#### REQUIRED WORK:
All the records below must be returned exactly as they stand.

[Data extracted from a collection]
__________________________________________________

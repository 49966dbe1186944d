use std::collections::{HashMap, HashSet};

use serde::{Deserialize, Serialize};
use tracing::debug;

use crate::topology::brep::EntityStore;
use crate::topology::shape::{EntityRef, Shape};

/// Fate of one input entity.
#[derive(Debug, Clone, PartialEq, Eq, Serialize, Deserialize)]
pub enum EntityStatus {
    /// The entity itself is part of the result.
    Unchanged,
    /// Replaced by these result entities (split, merged or re-oriented).
    Modified(Vec<EntityRef>),
    /// No image in the result.
    Deleted,
}

/// Part of an input edge that collapsed below tolerance.
#[derive(Debug, Clone, Copy, PartialEq, Serialize, Deserialize)]
pub struct VanishedFragment {
    pub edge: EntityRef,
    pub range: (f64, f64),
}

/// Incremental record of input -> output relations, filled by every stage.
#[derive(Debug, Clone, Default)]
pub struct HistoryCollector {
    inputs: Vec<EntityRef>,
    images: HashMap<EntityRef, Vec<EntityRef>>,
    generated: HashMap<EntityRef, Vec<EntityRef>>,
    vanished: Vec<VanishedFragment>,
}

fn push_unique(list: &mut Vec<EntityRef>, r: EntityRef) {
    if !list.contains(&r) {
        list.push(r);
    }
}

impl HistoryCollector {
    pub fn add_input(&mut self, r: EntityRef) {
        if !self.images.contains_key(&r) {
            self.inputs.push(r);
            self.images.insert(r, Vec::new());
        }
    }

    pub fn is_input(&self, r: EntityRef) -> bool {
        self.images.contains_key(&r)
    }

    /// `image` replaces (part of) the input `source`.
    pub fn add_image(&mut self, source: EntityRef, image: EntityRef) {
        if let Some(list) = self.images.get_mut(&source) {
            push_unique(list, image);
        }
    }

    /// `created` is new geometry produced from `source` (section edges of
    /// faces, intersection vertices of edges).
    pub fn add_generated(&mut self, source: EntityRef, created: EntityRef) {
        if self.is_input(source) {
            push_unique(self.generated.entry(source).or_default(), created);
        }
    }

    pub fn add_vanished(&mut self, edge: EntityRef, range: (f64, f64)) {
        self.vanished.push(VanishedFragment { edge, range });
    }

    /// Resolve every record against the final shape.
    pub fn finalize(self, store: &EntityStore, result: &Shape) -> History {
        let in_result: HashSet<EntityRef> = store.explore(result).into_iter().collect();
        let mut status = HashMap::with_capacity(self.inputs.len());
        for &input in &self.inputs {
            let mut images: Vec<EntityRef> = self.images[&input]
                .iter()
                .copied()
                .filter(|r| in_result.contains(r))
                .collect();
            if in_result.contains(&input) {
                push_unique(&mut images, input);
            }
            let s = match images.as_slice() {
                [] => EntityStatus::Deleted,
                [only] if *only == input => EntityStatus::Unchanged,
                _ => EntityStatus::Modified(images),
            };
            status.insert(input, s);
        }
        let generated = self
            .generated
            .into_iter()
            .filter_map(|(k, v)| {
                let kept: Vec<EntityRef> = v.into_iter().filter(|r| in_result.contains(r)).collect();
                (!kept.is_empty()).then_some((k, kept))
            })
            .collect();
        debug!(inputs = self.inputs.len(), "history finalized");
        History {
            inputs: self.inputs,
            status,
            generated,
            vanished: self.vanished,
        }
    }
}

/// Queryable history of a finished operation.
#[derive(Debug, Clone, Default, Serialize, Deserialize)]
pub struct History {
    inputs: Vec<EntityRef>,
    status: HashMap<EntityRef, EntityStatus>,
    generated: HashMap<EntityRef, Vec<EntityRef>>,
    vanished: Vec<VanishedFragment>,
}

impl History {
    /// Every registered input entity, in registration order.
    pub fn inputs(&self) -> &[EntityRef] {
        &self.inputs
    }

    /// `None` for entities that were not part of either operand.
    pub fn status(&self, r: EntityRef) -> Option<&EntityStatus> {
        self.status.get(&r)
    }

    /// Result entities replacing `r`; empty when `r` is unchanged or deleted.
    pub fn modified(&self, r: EntityRef) -> Vec<EntityRef> {
        match self.status.get(&r) {
            Some(EntityStatus::Modified(images)) => images.clone(),
            _ => Vec::new(),
        }
    }

    pub fn is_deleted(&self, r: EntityRef) -> bool {
        matches!(self.status.get(&r), Some(EntityStatus::Deleted))
    }

    pub fn generated(&self, r: EntityRef) -> Vec<EntityRef> {
        self.generated.get(&r).cloned().unwrap_or_default()
    }

    pub fn vanished_fragments(&self) -> &[VanishedFragment] {
        &self.vanished
    }
}

#[cfg(test)]
mod tests {
    use super::*;
    use crate::topology::primitives::make_box;

    #[test]
    fn statuses_resolve_against_result() {
        let mut store = EntityStore::new();
        let a = make_box(&mut store, 0.0, 0.0, 0.0, 1.0, 1.0, 1.0);
        let b = make_box(&mut store, 3.0, 0.0, 0.0, 4.0, 1.0, 1.0);
        let c = make_box(&mut store, 6.0, 0.0, 0.0, 7.0, 1.0, 1.0);
        let (ra, rb, rc) = (EntityRef::Solid(a), EntityRef::Solid(b), EntityRef::Solid(c));

        let mut h = HistoryCollector::default();
        h.add_input(ra);
        h.add_input(rb);
        h.add_input(rb);
        h.add_image(rb, rc);
        h.add_generated(ra, rc);
        h.add_generated(rc, ra);

        let result = Shape::Compound(vec![Shape::Solid(a), Shape::Solid(c)]);
        let history = h.finalize(&store, &result);
        assert_eq!(history.inputs(), &[ra, rb]);
        assert_eq!(history.status(ra), Some(&EntityStatus::Unchanged));
        assert_eq!(history.modified(rb), vec![rc]);
        assert!(!history.is_deleted(rb));
        assert_eq!(history.generated(ra), vec![rc]);
        assert!(history.generated(rc).is_empty());
        assert_eq!(history.status(rc), None);
    }

    #[test]
    fn missing_images_mean_deleted() {
        let mut store = EntityStore::new();
        let a = make_box(&mut store, 0.0, 0.0, 0.0, 1.0, 1.0, 1.0);
        let mut h = HistoryCollector::default();
        h.add_input(EntityRef::Solid(a));
        h.add_vanished(EntityRef::Solid(a), (0.0, 1e-9));
        let history = h.finalize(&store, &Shape::Empty);
        assert!(history.is_deleted(EntityRef::Solid(a)));
        assert!(history.modified(EntityRef::Solid(a)).is_empty());
        assert_eq!(history.vanished_fragments().len(), 1);
    }
}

__________________________________________________

#### RESULT OF THIS TASK:
repository 49966dbe1186944d
use std::collections::{HashMap, HashSet};

use serde::{Deserialize, Serialize};
use tracing::debug;

use crate::topology::brep::EntityStore;
use crate::topology::shape::{EntityRef, Shape};

/// Fate of one input entity.
#[derive(Debug, Clone, PartialEq, Eq, Serialize, Deserialize)]
pub enum EntityStatus {
    /// The entity itself is part of the result.
    Unchanged,
    /// Replaced by these result entities (split, merged or re-oriented).
    Modified(Vec<EntityRef>),
    /// No image in the result.
    Deleted,
}

/// Part of an input edge that collapsed below tolerance.
#[derive(Debug, Clone, Copy, PartialEq, Serialize, Deserialize)]
pub struct VanishedFragment {
    pub edge: EntityRef,
    pub range: (f64, f64),
}

/// Incremental record of input -> output relations, filled by every stage.
#[derive(Debug, Clone, Default)]
pub struct HistoryCollector {
    inputs: Vec<EntityRef>,
    images: HashMap<EntityRef, Vec<EntityRef>>,
    generated: HashMap<EntityRef, Vec<EntityRef>>,
    vanished: Vec<VanishedFragment>,
}

fn push_unique(list: &mut Vec<EntityRef>, r: EntityRef) {
    if !list.contains(&r) {
        list.push(r);
    }
}

impl HistoryCollector {
    pub fn add_input(&mut self, r: EntityRef) {
        if !self.images.contains_key(&r) {
            self.inputs.push(r);
            self.images.insert(r, Vec::new());
        }
    }

    pub fn is_input(&self, r: EntityRef) -> bool {
        self.images.contains_key(&r)
    }

    /// `image` replaces (part of) the input `source`.
    pub fn add_image(&mut self, source: EntityRef, image: EntityRef) {
        if let Some(list) = self.images.get_mut(&source) {
            push_unique(list, image);
        }
    }

    /// `created` is new geometry produced from `source` (section edges of
    /// faces, intersection vertices of edges).
    pub fn add_generated(&mut self, source: EntityRef, created: EntityRef) {
        if self.is_input(source) {
            push_unique(self.generated.entry(source).or_default(), created);
        }
    }

    pub fn add_vanished(&mut self, edge: EntityRef, range: (f64, f64)) {
        self.vanished.push(VanishedFragment { edge, range });
    }

    /// Resolve every record against the final shape.
    pub fn finalize(self, store: &EntityStore, result: &Shape) -> History {
        let in_result: HashSet<EntityRef> = store.explore(result).into_iter().collect();
        let mut status = HashMap::with_capacity(self.inputs.len());
        for &input in &self.inputs {
            let mut images: Vec<EntityRef> = self.images[&input]
                .iter()
                .copied()
                .filter(|r| in_result.contains(r))
                .collect();
            if in_result.contains(&input) {
                push_unique(&mut images, input);
            }
            let s = match images.as_slice() {
                [] => EntityStatus::Deleted,
                [only] if *only == input => EntityStatus::Unchanged,
                _ => EntityStatus::Modified(images),
            };
            status.insert(input, s);
        }
        let generated = self
            .generated
            .into_iter()
            .filter_map(|(k, v)| {
                let kept: Vec<EntityRef> = v.into_iter().filter(|r| in_result.contains(r)).collect();
                (!kept.is_empty()).then_some((k, kept))
            })
            .collect();
        debug!(inputs = self.inputs.len(), "history finalized");
        History {
            inputs: self.inputs,
            status,
            generated,
            vanished: self.vanished,
        }
    }
}

/// Queryable history of a finished operation.
#[derive(Debug, Clone, Default, Serialize, Deserialize)]
pub struct History {
    inputs: Vec<EntityRef>,
    status: HashMap<EntityRef, EntityStatus>,
    generated: HashMap<EntityRef, Vec<EntityRef>>,
    vanished: Vec<VanishedFragment>,
}

impl History {
    /// Every registered input entity, in registration order.
    pub fn inputs(&self) -> &[EntityRef] {
        &self.inputs
    }

    /// `None` for entities that were not part of either operand.
    pub fn status(&self, r: EntityRef) -> Option<&EntityStatus> {
        self.status.get(&r)
    }

    /// Result entities replacing `r`; empty when `r` is unchanged or deleted.
    pub fn modified(&self, r: EntityRef) -> Vec<EntityRef> {
        match self.status.get(&r) {
            Some(EntityStatus::Modified(images)) => images.clone(),
            _ => Vec::new(),
        }
    }

    pub fn is_deleted(&self, r: EntityRef) -> bool {
        matches!(self.status.get(&r), Some(EntityStatus::Deleted))
    }

    pub fn generated(&self, r: EntityRef) -> Vec<EntityRef> {
        self.generated.get(&r).cloned().unwrap_or_default()
    }

    pub fn vanished_fragments(&self) -> &[VanishedFragment] {
        &self.vanished
    }
}

#[cfg(test)]
mod tests {
    use super::*;
    use crate::topology::primitives::make_box;

    #[test]
    fn statuses_resolve_against_result() {
        let mut store = EntityStore::new();
        let a = make_box(&mut store, 0.0, 0.0, 0.0, 1.0, 1.0, 1.0);
        let b = make_box(&mut store, 3.0, 0.0, 0.0, 4.0, 1.0, 1.0);
        let c = make_box(&mut store, 6.0, 0.0, 0.0, 7.0, 1.0, 1.0);
        let (ra, rb, rc) = (EntityRef::Solid(a), EntityRef::Solid(b), EntityRef::Solid(c));

        let mut h = HistoryCollector::default();
        h.add_input(ra);
        h.add_input(rb);
        h.add_input(rb);
        h.add_image(rb, rc);
        h.add_generated(ra, rc);
        h.add_generated(rc, ra);

        let result = Shape::Compound(vec![Shape::Solid(a), Shape::Solid(c)]);
        let history = h.finalize(&store, &result);
        assert_eq!(history.inputs(), &[ra, rb]);
        assert_eq!(history.status(ra), Some(&EntityStatus::Unchanged));
        assert_eq!(history.modified(rb), vec![rc]);
        assert!(!history.is_deleted(rb));
        assert_eq!(history.generated(ra), vec![rc]);
        assert!(history.generated(rc).is_empty());
        assert_eq!(history.status(rc), None);
    }

    #[test]
    fn missing_images_mean_deleted() {
        let mut store = EntityStore::new();
        let a = make_box(&mut store, 0.0, 0.0, 0.0, 1.0, 1.0, 1.0);
        let mut h = HistoryCollector::default();
        h.add_input(EntityRef::Solid(a));
        h.add_vanished(EntityRef::Solid(a), (0.0, 1e-9));
        let history = h.finalize(&store, &Shape::Empty);
        assert!(history.is_deleted(EntityRef::Solid(a)));
        assert!(history.modified(EntityRef::Solid(a)).is_empty());
        assert_eq!(history.vanished_fragments().len(), 1);
    }
}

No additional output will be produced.